The Supreme Court’s Decision
The Supreme Court agreed with the tax department’s appeal and threw out the Delhi HC. The main points were:
- Advance Ruling Bar: The Court agreed that the AAR had a good reason to stop its work. The plan looked like a way to avoid paying taxes, so there was no need for an advance ruling.
- Taxability: Selling the Flipkart Singapore shares was seen as a “indirect transfer” of Indian assets. In India, capital gains are subject to taxes.
- No Treaty Help: The Court said that the companies in Mauritius were “mere conduits” and didn’t really exist. They were run from outside the country and set up to take advantage of treaty benefits.
- GAAR Applies: The deal was a “impermissible avoidance arrangement” under GAAR. The sale happened in 2018, so GAAR and the new treaty rules still applied, even though the investment was made in 2018.
- Denial of Exemption: The Court said that the DTAA did not allow for an exemption. The new treaty and GAAR make the old Article 13(4) exemption useless.
- TRC Not Final: A TRC from Mauritius alone doesn’t mean you’ll get tax relief. Authorities can look beyond the paperwork to see what the deal is really about and what it means.
- Tax Sovereignty: Justice Pardiwala said that taxing income made in one’s own country is a basic right of sovereignty that cannot be taken away by smart treaty structures.
In India, the profits from the Flipkart stake sale are taxable. The structure was mostly to avoid taxes, so the treaty benefits were not given. Substance won out over form.
What this means for investors from other countries
This decision has big effects:
- The risk of treaty shopping: Just sending money through Mauritius (or any other tax haven) doesn’t guarantee an exemption anymore. If the main reason for the structure is to avoid Indian taxes, the exemption can be denied.
- Substance needed: Offshore holding companies must show that they really do business in their home country by having management, staff, and decision-making there. Having just a local address or a TRC will be looked at closely.
- Grandfathering is limited: A sale after GAAR went into effect can still be taxed, even if the investment was made before 2017. If anti-avoidance rules apply, exits after 2018 can’t use the old exemption.
- Past exits at risk: Investors should look over past deals. If they are still within the time limits, the tax department may look at earlier transactions that used treaty benefits again.
- Wide application: Even though this case was about Mauritius, the same rules will apply to all tax treaties. Any foreign fund that uses treaty structures will have to show that its business is real.
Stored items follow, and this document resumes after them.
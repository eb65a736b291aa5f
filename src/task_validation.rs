use crate::task::{Task, TaskId};
use std::collections::HashSet;
use thiserror::Error;

#[derive(Debug, Clone, PartialEq, Eq, Error)]
pub enum TaskValidationError {
    #[error("duplicate task id {0}")]
    DuplicateId(TaskId),
    #[error("task {0} requires a non-empty name")]
    BlankName(TaskId),
    #[error("task {0} requires a non-empty category")]
    BlankCategory(TaskId),
}

pub fn validate_task(task: &Task) -> Result<(), TaskValidationError> {
    if task.name.trim().is_empty() {
        return Err(TaskValidationError::BlankName(task.id));
    }
    if task.category.trim().is_empty() {
        return Err(TaskValidationError::BlankCategory(task.id));
    }
    Ok(())
}

pub fn validate_task_collection(tasks: &[Task]) -> Result<(), TaskValidationError> {
    let mut seen_ids = HashSet::with_capacity(tasks.len());
    for task in tasks {
        if !seen_ids.insert(task.id) {
            return Err(TaskValidationError::DuplicateId(task.id));
        }
        validate_task(task)?;
    }
    Ok(())
}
- Investors should be careful: private equity and venture capital funds will need to rethink their exit plans.
- Tax planning re-evaluated: Under India’s tax rules, common cross-border exits, such as selling an offshore holding company, will be looked at more closely. Tax risk must be looked at in familiar structures.
- Better deal protections: People who make cross-border deals may want strong tax indemnities, warranties, or escrow clauses to protect them from possible tax reassessments.
The message is clear for investors and advisors: the deal’s economic substance will be tested. A treaty or residency certificate by itself won’t protect you. Transactions must follow both the letter and the spirit of the law.
Final Thoughts
The Tiger Global decision is a big deal for India’s tax law. It confirms that India has the right to tax profits made in its own economy and shows that anti-avoidance rules are strong. This decision will help with future tax disputes and treaty readings. As courts use a strict substance-over-form test, people will now be more careful when planning cross-border investments. It’s no longer okay to use treaty loopholes; it’s important to follow India’s tax rules very carefully. Both investors and advisors should keep in mind that honesty and a real business purpose are very important in cross-border deals with India. This case will set a standard for future treaty disputes and planning across borders with India.